Spacecraft properties
- Spacecraft: Progress MS-34 No. 464
- Spacecraft type: Progress MS
- Manufacturer: Energia
- Launch mass: 7,280 kg (16,050 lb)

Start of mission
- Launch date: 25 April 2026, 22:21:47 UTC
- Rocket: Soyuz-2.1a
- Launch site: Baikonur, Site 31/6
- Contractor: RKTs Progress

End of mission
- Disposal: Deorbited (planned)
- Decay date: November 2026 (planned)

Orbital parameters
- Reference system: Geocentric orbit
- Regime: Low Earth orbit
- Inclination: 51.65°

Docking with ISS
- Docking port: Zvezda aft
- Docking date: 28 April 2026, 00:00:46 UTC
- Undocking date: November 2026 (planned)
- Time docked: 8 days, 20 hours and 2 minutes (in progress)

Cargo
- Mass: 2,518 kg (5,551 lb)
- Pressurised: 1,348 kg (2,972 lb)
- Fuel: 700 kg (1,500 lb)
- Gaseous: 50 kg (110 lb)
- Water: 420 kg (930 lb)

= Progress MS-34 =

Russian resupply spaceflight to the ISS

Progress MS-34 (Прогресс МC-34), Russian production No. 464, identified by NASA as Progress 95, is a Progress cargo spacecraft mission by Roscosmos to resupply the International Space Station (ISS). It is the 187th flight of a Progress spacecraft. It was launched on 25 April 2026 and docked to the aft port of the Zvezda module on 28 April 2026.

== Cargo ==
Each Progress mission delivers pressurized and unpressurized cargo to the station. The pressurized section carries consumables such as food, along with equipment for maintenance and scientific research. The unpressurized section contains tanks of fuel, drinking water, and gases to replenish the onboard atmosphere, which are transferred to the station through automated systems.

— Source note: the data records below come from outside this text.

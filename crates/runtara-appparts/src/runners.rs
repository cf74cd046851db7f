// Copyright (C) 2025 SyncMyOrders Sp. z o.o.
// SPDX-License-Identifier: AGPL-3.0-or-later
//! Background processor runners.
//!
//! Runners execute one background processor until its token is cancelled.
//! The partition processors reconciler decides which processors run and
//! calls the runners; runners borrow partitions through the registry like any
//! other caller.

use std::sync::Weak;

use async_trait::async_trait;
use tokio_util::sync::CancellationToken;

use crate::registry::AppPartitions;
use crate::types::{AppQName, PartitionId, QName, WorkspaceId};

/// Runs asynchronous projectors (actualizers).
#[async_trait]
pub trait ActualizerRunner: Send + Sync {
    /// Receive the registry this runner serves. Called once by [`AppPartitions::new`].
    fn set_app_partitions(&self, _parts: Weak<AppPartitions>) {}

    /// Run `projector` for `partition` of `app` until `token` is cancelled.
    async fn new_and_run(
        &self,
        token: CancellationToken,
        app: AppQName,
        partition: PartitionId,
        projector: QName,
    );
}

/// Runs cron jobs.
#[async_trait]
pub trait SchedulerRunner: Send + Sync {
    /// Receive the registry this runner serves. Called once by [`AppPartitions::new`].
    fn set_app_partitions(&self, _parts: Weak<AppPartitions>) {}

    /// Run `job` in app workspace `workspace` until `token` is cancelled.
    async fn new_and_run(
        &self,
        token: CancellationToken,
        app: AppQName,
        partition: PartitionId,
        workspace_index: usize,
        workspace: WorkspaceId,
        job: QName,
    );
}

For this mission, Progress MS-34 carried a total of 2518 kg of cargo and supplies, including:
- Pressurized supplies: 1348 kg, including:
  - 483 kg of food
  - 311 kg of equipment for repair and maintenance
  - 333 kg of hygiene supplies
  - 146 kg of equipment for scientific experiments
  - 75 kg of medical equipment
- Fuel: 700 kg
- Drinking water: 420 kg
- Oxygen gas: 50 kg
Progress MS-34 carries the eighth unit of the Orlan-MKS space suit to the ISS. The science payloads carried aboard include experiments about virtual reality, effects of stress on the immune and nervous systems, bone mass loss, effects of microbes on materials, and water regeneration.